- _THE TASK_: Count lines holding the string "InvocationContext" in the data that follows. Reply with one number only.

[Records from a dataset]

- - - - - - -

use std::time::Duration;

use async_trait::async_trait;
use serde::{Deserialize, Serialize};
use serde_json::{json, Value};

use crate::contract::{Handler, InvocationContext};
use crate::error::{FetchError, HandlerError};

pub const DEFAULT_TODO_URL: &str = "https://jsonplaceholder.typicode.com/todos/1";
pub const DEFAULT_REQUEST_TIMEOUT: Duration = Duration::from_secs(10);

#[derive(Debug, Clone, Serialize, Deserialize, PartialEq, Eq)]
#[serde(rename_all = "camelCase")]
pub struct Todo {
    pub user_id: u64,
    pub id: u64,
    pub title: String,
    pub completed: bool,
}

#[async_trait]
pub trait TodoSource: Send + Sync {
    async fn fetch_todo(&self) -> Result<Todo, FetchError>;
}

#[derive(Debug, Clone)]
pub struct HttpTodoSource {
    client: reqwest::Client,
    url: String,
}

impl HttpTodoSource {
    pub fn new(url: impl Into<String>, timeout: Duration) -> Result<Self, FetchError> {
        let url = url.into();
        let client = reqwest::Client::builder()
            .timeout(timeout)
            .build()
            .map_err(|source| FetchError::Request {
                url: url.clone(),
                source,
            })?;
        Ok(Self { client, url })
    }
}

#[async_trait]
impl TodoSource for HttpTodoSource {
    async fn fetch_todo(&self) -> Result<Todo, FetchError> {
        let response = self
            .client
            .get(&self.url)
            .send()
            .await
            .map_err(|source| FetchError::Request {
                url: self.url.clone(),
                source,
            })?;

        let status = response.status();
        if !status.is_success() {
            return Err(FetchError::Status {
                url: self.url.clone(),
                status: status.as_u16(),
            });
        }

        response.json().await.map_err(|source| FetchError::Decode {
            url: self.url.clone(),
            source,
        })
    }
}

/// Awaits two fetches one after the other and reports both results.
pub struct SequentialFetchHandler<S> {
    source: S,
}

impl<S: TodoSource> SequentialFetchHandler<S> {
    pub fn new(source: S) -> Self {
        Self { source }
    }

    pub async fn fetch_both(&self) -> Result<[Todo; 2], FetchError> {
        let first = self.source.fetch_todo().await?;
        tracing::debug!(
            component = "sequential_fetch",
            todo_id = first.id,
            "first fetch resolved"
        );
        let second = self.source.fetch_todo().await?;
        tracing::debug!(
            component = "sequential_fetch",
            todo_id = second.id,
            "second fetch resolved"
        );
        Ok([first, second])
    }
}

#[async_trait]
impl<S: TodoSource> Handler for SequentialFetchHandler<S> {
    fn name(&self) -> &'static str {
        "sequential_fetch"
    }

    async fn invoke(
        &self,
        _event: Value,
        _context: &InvocationContext,
    ) -> Result<Value, HandlerError> {
        let results = self.fetch_both().await?;
        Ok(json!({ "results": results }))
    }
}
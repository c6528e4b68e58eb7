use thiserror::Error;

/// The backing resource behind a memoized connection could not be established.
#[derive(Debug, Clone, Error, PartialEq, Eq)]
#[error("connection could not be established: {message}")]
pub struct ConnectionError {
    message: String,
}

impl ConnectionError {
    pub fn new(message: impl Into<String>) -> Self {
        Self {
            message: message.into(),
        }
    }

    pub fn message(&self) -> &str {
        &self.message
    }
}

#[derive(Debug, Error)]
pub enum FetchError {
    #[error("request to {url} failed: {source}")]
    Request {
        url: String,
        #[source]
        source: reqwest::Error,
    },
    #[error("request to {url} returned status {status}")]
    Status { url: String, status: u16 },
    #[error("response from {url} could not be decoded: {source}")]
    Decode {
        url: String,
        #[source]
        source: reqwest::Error,
    },
}

/// Failure surfaced to the hosting runtime as an invocation error.
#[derive(Debug, Error)]
pub enum HandlerError {
    #[error("host environment unavailable: {0}")]
    Environment(#[from] std::io::Error),
    #[error(transparent)]
    Connection(#[from] ConnectionError),
    #[error(transparent)]
    Fetch(#[from] FetchError),
    #[error("failed to serialize handler output: {0}")]
    Serialization(#[from] serde_json::Error),
}

impl HandlerError {
    /// Stable machine-readable code, used in structured logs.
    pub fn code(&self) -> &'static str {
        match self {
            Self::Environment(_) => "environment_error",
            Self::Connection(_) => "connection_error",
            Self::Fetch(_) => "fetch_error",
            Self::Serialization(_) => "serialization_error",
        }
    }
}

#[cfg(test)]
mod tests {
    use super::*;

    #[test]
    fn connection_error_converts_into_handler_error() {
        let error: HandlerError = ConnectionError::new("database unreachable").into();

        assert_eq!(error.code(), "connection_error");
        assert_eq!(
            error.to_string(),
            "connection could not be established: database unreachable"
        );
    }

    #[test]
    fn host_io_failure_is_an_environment_error() {
        let io_error = std::io::Error::new(std::io::ErrorKind::NotFound, "no /proc");
        let error: HandlerError = io_error.into();

        assert_eq!(error.code(), "environment_error");
        assert_eq!(error.to_string(), "host environment unavailable: no /proc");
    }
}
use exercises_core::scheduling::{SchedulingDemo, SchedulingHandler};
use exercises_lambda::config::RuntimeConfig;
use exercises_lambda::runtime::serve;
use lambda_runtime::Error;

#[tokio::main]
async fn main() -> Result<(), Error> {
    lambda_runtime::tracing::init_default_subscriber();
    let config = RuntimeConfig::from_env()?;
    let demo = SchedulingDemo::new(config.scheduling);
    serve(SchedulingHandler::new(demo)).await
}
use exercises_core::fetch::{HttpTodoSource, SequentialFetchHandler};
use exercises_lambda::config::RuntimeConfig;
use exercises_lambda::runtime::serve;
use lambda_runtime::Error;

#[tokio::main]
async fn main() -> Result<(), Error> {
    lambda_runtime::tracing::init_default_subscriber();
    let config = RuntimeConfig::from_env()?;
    let source = HttpTodoSource::new(config.todo_endpoint_url, config.todo_request_timeout)?;
    serve(SequentialFetchHandler::new(source)).await
}
use exercises_core::cold_start::{SimulatedConnector, WarmContext, WarmStartHandler};
use exercises_lambda::config::RuntimeConfig;
use exercises_lambda::runtime::serve;
use lambda_runtime::Error;

#[tokio::main]
async fn main() -> Result<(), Error> {
    lambda_runtime::tracing::init_default_subscriber();
    let config = RuntimeConfig::from_env()?;

    // Init phase: the context, and any connection it caches, lives as long
    // as this process keeps serving warm invocations.
    let context = WarmContext::new(SimulatedConnector::with_latency(config.connect_latency));
    serve(WarmStartHandler::new(context)).await
}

- - - - - - -

- _OUTPUT BELOW_: 2